当siRNA敲除HOTAIR后，OSCC细胞的增殖和侵袭能力明显减弱，凋亡明显增强，miR-26的表达水平明显升高。证实lncRNA HOTAIR通过靶向miR-126促进OSCC细胞的增殖和迁移。Tao等研究显示，HO-TAIR在OSCC组织和细胞中均高表达，其过表达与TNM分期和区域淋巴结转移呈正相关关系。siR-NA敲除HOTAIR可显著降低体外OSCC细胞的迁移、侵袭和EMT，并减少体内转移。其机制是HO-TAIR作为竞争性内源性RNA，敲低HOTAIR通过作用于HOTAIR-miR-326-MTA2轴，有效地提高miR-326的表达，从而调节转移相关基因2(MTA2）的上调，进而抑制OSCC细胞的增殖、迁移。

LncRNA H19是一种分子量为2.3 kb的lncRNA，属于H19/胰岛素样生长因子2(insulin-like growth factor-2，IGF2）印迹位点；位于人类染色体端粒区11p15.5，从母系遗传的等位基因中转录。H19在乳腺癌中显著上调并发挥诊断作用。Yang等分析发现，lncRNA H19在口腔癌细胞系和CAFs中均同步上调；lncRNA H19/miR-675-5p/PFKFB3轴参与促进口服CAFs的糖酵解途径，使用siRNA策略发现敲低lncRNA H19可抑制MAPK信号通路、6-磷酸果糖-2-激酶/果糖-2，6-双磷酸酶3(PFKFB3）和miR-675-5p，表明lncRNA H19通过影响miR-675-5p/PFKFB3信号通路在OSCC中的信号传导，促进CAFs的糖酵解过程，进而促进OSCC的发展。

Hong等研究表明，H19在OSCC组织中表达上调，并与TNM分期和淋巴结转移有关，也与OSCC患者存活时间缩短显著相关。当敲低H19时可显著抑制OSCC细胞的增殖、迁移、侵袭和EMT，并诱导细胞凋亡。此外还发现H19作为竞争性内源性RNA(ceRNA），其通过与zeste同源物2的癌基因增强子（EZH2）的联合作用进一步促进OSCC的进展，其机制是H19通过抑制miR-138和促进EZH2在OSCC中的表达而发挥癌基因的作用，从而促进OSCC细胞增殖和侵袭。

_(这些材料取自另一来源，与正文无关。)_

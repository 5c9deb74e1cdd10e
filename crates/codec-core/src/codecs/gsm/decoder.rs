//! GSM 06.10 decoder

use super::basic_ops::{add, mult_r};
use super::frame::GsmFrameParams;
use super::long_term::long_term_synthesis;
use super::rpe::rpe_decode;
use super::short_term::{decode_lars, short_term_synthesis};
use super::state::{DecoderState, GSM_FRAME_SAMPLES, SUBFRAME_SAMPLES};
use crate::error::Result;

/// Deemphasis coefficient
const DEEMPHASIS: i16 = 28180;

/// Frame decoder producing 13-bit linear PCM left-aligned in 16 bits
#[derive(Debug, Clone, Default)]
pub struct GsmDecoder {
    state: DecoderState,
}

impl GsmDecoder {
    /// Create a decoder in its power-on state
    pub fn new() -> Self {
        Self::default()
    }

    /// Return to the power-on state
    pub fn reset(&mut self) {
        self.state = DecoderState::new();
    }

    /// Current decoder memory
    pub fn state(&self) -> &DecoderState {
        &self.state
    }

    /// Synthesize one frame from its coded parameters
    pub fn decode_params(&mut self, params: &GsmFrameParams, output: &mut [i16; GSM_FRAME_SAMPLES]) {
        let mut wt = [0i16; GSM_FRAME_SAMPLES];

        for (sub, drp) in params.subframes.iter().zip(wt.chunks_exact_mut(SUBFRAME_SAMPLES)) {
            let erp = rpe_decode(sub.xmaxc, sub.mc, &sub.xmc);
            long_term_synthesis(&mut self.state, sub.nc, sub.bc, &erp, drp);
        }

        let current = decode_lars(&params.larc);
        let previous = std::mem::replace(&mut self.state.previous_larpp, current);
        short_term_synthesis(&mut self.state.v, &previous, &current, &wt, output);

        postprocess(&mut self.state.msr, output);
    }

    /// Decode one 33-byte frame
    ///
    /// # Errors
    ///
    /// Returns an error for a frame of the wrong length or with a bad magic
    /// nibble; the decoder state is left untouched in that case.
    pub fn decode_frame(&mut self, frame: &[u8], output: &mut [i16; GSM_FRAME_SAMPLES]) -> Result<()> {
        let params = GsmFrameParams::unpack(frame)?;
        self.decode_params(&params, output);
        Ok(())
    }
}

/// Deemphasis, upscaling and truncation to 13 bits
fn postprocess(msr: &mut i16, samples: &mut [i16; GSM_FRAME_SAMPLES]) {
    for sample in samples.iter_mut() {
        let temp = mult_r(*msr, DEEMPHASIS);
        *msr = add(*sample, temp);
        *sample = add(*msr, *msr) & !0x7;
    }
}
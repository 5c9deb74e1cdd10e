//! LPC analysis (section 4.2.4 to 4.2.7)
//!
//! Autocorrelation of the preprocessed frame, Schur recursion to eight
//! reflection coefficients, conversion to log-area ratios and quantization.

use super::basic_ops::{abs, add, div, mult, mult_r, norm};
use super::state::GSM_FRAME_SAMPLES;
use super::tables::{GSM_A, GSM_B, GSM_MAC, GSM_MIC};

/// Autocorrelation of `s` for lags 0 to 8
///
/// The frame is scaled down before correlation when its peak would overflow
/// the accumulator, and scaled back afterwards. The rescaled frame is what
/// the short-term analysis filter sees, so the rounding of this round trip is
/// part of the codec output.
pub fn autocorrelation(s: &mut [i16; GSM_FRAME_SAMPLES]) -> [i32; 9] {
    let smax = s.iter().map(|&x| abs(x)).max().unwrap_or(0);
    let scalauto = if smax == 0 {
        0
    } else {
        4 - norm(i32::from(smax) << 16)
    };

    if scalauto > 0 {
        let factor = 16384i16 >> (scalauto - 1);
        for x in s.iter_mut() {
            *x = mult_r(*x, factor);
        }
    }

    let mut l_acf = [0i32; 9];
    for (k, acf) in l_acf.iter_mut().enumerate() {
        let sum: i64 = (k..GSM_FRAME_SAMPLES)
            .map(|i| i64::from(s[i]) * i64::from(s[i - k]))
            .sum();
        *acf = (sum << 1).clamp(i64::from(i32::MIN), i64::from(i32::MAX)) as i32;
    }

    if scalauto > 0 {
        for x in s.iter_mut() {
            *x = (i32::from(*x) << scalauto) as i16;
        }
    }

    l_acf
}

/// Reflection coefficients by Schur recursion
///
/// Coefficients after an unstable step are left at zero.
pub fn reflection_coefficients(l_acf: &[i32; 9]) -> [i16; 8] {
    let mut r = [0i16; 8];
    if l_acf[0] == 0 {
        return r;
    }

    let shift = norm(l_acf[0]);
    let acf: [i16; 9] = std::array::from_fn(|i| ((i64::from(l_acf[i]) << shift) >> 16) as i16);

    let mut p = acf;
    let mut k = [0i16; 9];
    k[1..8].copy_from_slice(&acf[1..8]);

    for n in 1..=8 {
        let temp = abs(p[1]);
        if p[0] < temp {
            return r;
        }

        let mut rn = div(temp, p[0]);
        if p[1] > 0 {
            rn = -rn;
        }
        r[n - 1] = rn;

        if n == 8 {
            break;
        }

        p[0] = add(p[0], mult_r(p[1], rn));
        for m in 1..=8 - n {
            p[m] = add(p[m + 1], mult_r(k[m], rn));
            k[m] = add(k[m], mult_r(p[m + 1], rn));
        }
    }

    r
}

/// Piecewise-linear approximation of the log-area ratio of each coefficient
pub fn to_log_area_ratios(r: &[i16; 8]) -> [i16; 8] {
    std::array::from_fn(|i| {
        let mut temp = abs(r[i]);
        if temp < 22118 {
            temp >>= 1;
        } else if temp < 31130 {
            temp -= 11059;
        } else {
            temp = (temp - 26112) << 2;
        }

        if r[i] < 0 { -temp } else { temp }
    })
}

/// Quantize and code the log-area ratios
pub fn quantize_lars(lar: &[i16; 8]) -> [u8; 8] {
    std::array::from_fn(|i| {
        let temp = mult(GSM_A[i], lar[i]);
        let temp = add(temp, GSM_B[i]);
        let temp = add(temp, 256) >> 9;

        let coded = if temp > GSM_MAC[i] {
            GSM_MAC[i] - GSM_MIC[i]
        } else if temp < GSM_MIC[i] {
            0
        } else {
            temp - GSM_MIC[i]
        };
        coded as u8
    })
}

/// Full LPC analysis of one preprocessed frame
pub fn lpc_analysis(s: &mut [i16; GSM_FRAME_SAMPLES]) -> [u8; 8] {
    let l_acf = autocorrelation(s);
    let r = reflection_coefficients(&l_acf);
    quantize_lars(&to_log_area_ratios(&r))
}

Kou等发现，与邻近正常组织相比，TSCC组织中H19的表达显著上调。同时还证明了H19在转移性肿瘤中的表达更加显著。其机制是H19作为一种ceRNA来海绵miRNA let-7a，导致let-7a靶标HMGA2的增加，该靶标是肿瘤转移的关键调节因子，在TSCC组织和细胞系中富集。当抑制let-7a时，可显著挽救了短发夹H19(shH19）诱导的TSCC迁移和侵袭的减少。说明H19/let-7a/HMGA2/EMT轴在TSCC的迁移和侵袭调控中起着重要作用，因此，lncRNA H19可能是OSCC的潜在治疗靶点。

2.1.2 LncRNA介导的ceRNA调控网络促进OSCC的增殖、侵袭和转移

国内、外许多研究报道，ceR-NA调控网络广泛参与肿瘤发生、发展及癌症治疗进展。LncRNA作为ceRNAs，如LHFPL3-AS1、DSCAM-AS1、SNHG16、LSINCT5、lncRNA FUT8-AS1与miRNAs发挥相互作用，通过抑制或降解mRNA靶点来下调基因表达，从而调控细胞增殖、细胞凋亡、侵袭及转移等病理过程。

LHFPL3-AS1是一个尚未被明确定义的lncRNA，最近有报道，LHFPL3-AS1可促进黑色素瘤的进展。Li等研究发现，LHFPL3-AS1在OSCC组织和细胞中呈现高表达，并与生存率相关，而miR-362-5p水平表达下调，LHFPL3-AS1表达上调可促进OSCC的进展。其机制是CHSY1是miR-362-5p的靶点，LHFPL3-AS1作为miR-362-5p的ceRNA。LHFPL3-AS1过表达可通过抑制miR-362-5p/CHSY1轴促进OSCC的增殖、迁移和侵袭。

DSCAM-AS1是一种长链非编码RNA，在宫颈癌中表达上调，发挥致癌基因表达的作用。Zhang等采用PCR技术分析OSCC标本及癌旁组织，发现OSCC组织中DSCAM-AS1表达上调，miR-138-5p表达明显下调，同时发现EZH2表达上调，MiR-138-5p被确定为DSCAM-AS1的靶标，DSCAM-AS1的上调可通过抑制miR-138-5p/EZH2轴在OSCC中发挥促瘤作用。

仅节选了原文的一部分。